Directions for this task:
Please find the lines in the following records that hold "anyhow", and copy them.

Information supplied:
// src/supervise/group.rs

//! Ownership of the child's process group.

use anyhow::Result;
#[cfg(unix)]
use anyhow::Context;
use tracing::debug;

/// Handle to the process group created for a supervised child.
///
/// The invoker owns this exclusively for the duration of one invocation and
/// consumes it either by letting the group exit or by [`kill`]ing it; it is
/// never handed to the caller.
///
/// [`kill`]: ProcessGroupHandle::kill
#[derive(Debug)]
pub struct ProcessGroupHandle {
    pgid: u32,
}

impl ProcessGroupHandle {
    /// Capture the group of a freshly spawned child.
    ///
    /// The child was started with `setsid`, so its pid doubles as the pgid
    /// of the new group.
    pub fn new(child_pid: u32) -> Self {
        Self { pgid: child_pid }
    }

    pub fn pgid(&self) -> u32 {
        self.pgid
    }

    /// Send SIGKILL to every process in the group.
    ///
    /// A group that no longer exists (ESRCH) counts as killed: nothing from
    /// it can still be running.
    #[cfg(unix)]
    pub fn kill(self) -> Result<()> {
        use nix::errno::Errno;
        use nix::sys::signal::{Signal, killpg};
        use nix::unistd::Pid;

        match killpg(Pid::from_raw(self.pgid as i32), Signal::SIGKILL) {
            Ok(()) | Err(Errno::ESRCH) => {
                debug!(pgid = self.pgid, "process group killed");
                Ok(())
            }
            Err(errno) => Err(anyhow::Error::from(errno))
                .with_context(|| format!("killing process group {}", self.pgid)),
        }
    }

    /// Non-Unix targets have no process group to address; the invoker kills
    /// the direct child instead. This variant only consumes the handle.
    #[cfg(not(unix))]
    pub fn kill(self) -> Result<()> {
        debug!(pgid = self.pgid, "no process-group kill on this platform");
        Ok(())
    }
}
#![cfg(unix)]

use std::error::Error;
use std::time::Duration;

use isorun::supervise::{Command, SupervisionResult, invoke};

type TestResult = Result<(), Box<dyn Error>>;

#[tokio::test]
async fn completing_command_returns_full_output() -> TestResult {
    let cmd = Command::new("/bin/echo", vec!["hello".to_string()]);

    let result = invoke(&cmd, Duration::from_secs(5)).await?;

    assert_eq!(
        result,
        SupervisionResult::Completed {
            output: "hello\n".to_string()
        }
    );
    Ok(())
}

#[tokio::test]
async fn nonzero_exit_code_still_counts_as_completed() -> TestResult {
    let cmd = Command::new(
        "/bin/sh",
        vec!["-c".to_string(), "echo oops; exit 3".to_string()],
    );

    let result = invoke(&cmd, Duration::from_secs(5)).await?;

    assert_eq!(
        result,
        SupervisionResult::Completed {
            output: "oops\n".to_string()
        }
    );
    Ok(())
}

#[tokio::test]
async fn large_output_is_captured_without_truncation() -> TestResult {
    // Well past the OS pipe buffer size.
    let cmd = Command::new("/bin/sh", vec!["-c".to_string(), "seq 1 20000".to_string()]);

    let result = invoke(&cmd, Duration::from_secs(10)).await?;

    let expected: String = (1..=20000).map(|i| format!("{i}\n")).collect();
    assert_eq!(result, SupervisionResult::Completed { output: expected });
    Ok(())
}

#[tokio::test]
async fn child_reading_stdin_sees_eof_instead_of_blocking() -> TestResult {
    // `cat` with no arguments copies stdin; with stdin null it must exit
    // immediately with empty output rather than hang until the timeout.
    let cmd = Command::new("/bin/cat", vec![]);

    let result = invoke(&cmd, Duration::from_secs(5)).await?;

    assert_eq!(
        result,
        SupervisionResult::Completed {
            output: String::new()
        }
    );
    Ok(())
}

#[tokio::test]
async fn non_utf8_output_is_replaced_not_fatal() -> TestResult {
    let cmd = Command::new(
        "/bin/sh",
        vec!["-c".to_string(), r"printf '\377\376'".to_string()],
    );

    let result = invoke(&cmd, Duration::from_secs(5)).await?;

    assert_eq!(
        result,
        SupervisionResult::Completed {
            output: "\u{FFFD}\u{FFFD}".to_string()
        }
    );
    Ok(())
}

#[tokio::test]
async fn sequential_invocations_are_independent() -> TestResult {
    let cmd = Command::new("/bin/echo", vec!["again".to_string()]);

    let first = invoke(&cmd, Duration::from_secs(5)).await?;
    let second = invoke(&cmd, Duration::from_secs(5)).await?;

    let expected = SupervisionResult::Completed {
        output: "again\n".to_string(),
    };
    assert_eq!(first, expected);
    assert_eq!(second, expected);
    Ok(())
}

Written reply:
use anyhow::Result;
use anyhow::Context;
            Err(errno) => Err(anyhow::Error::from(errno))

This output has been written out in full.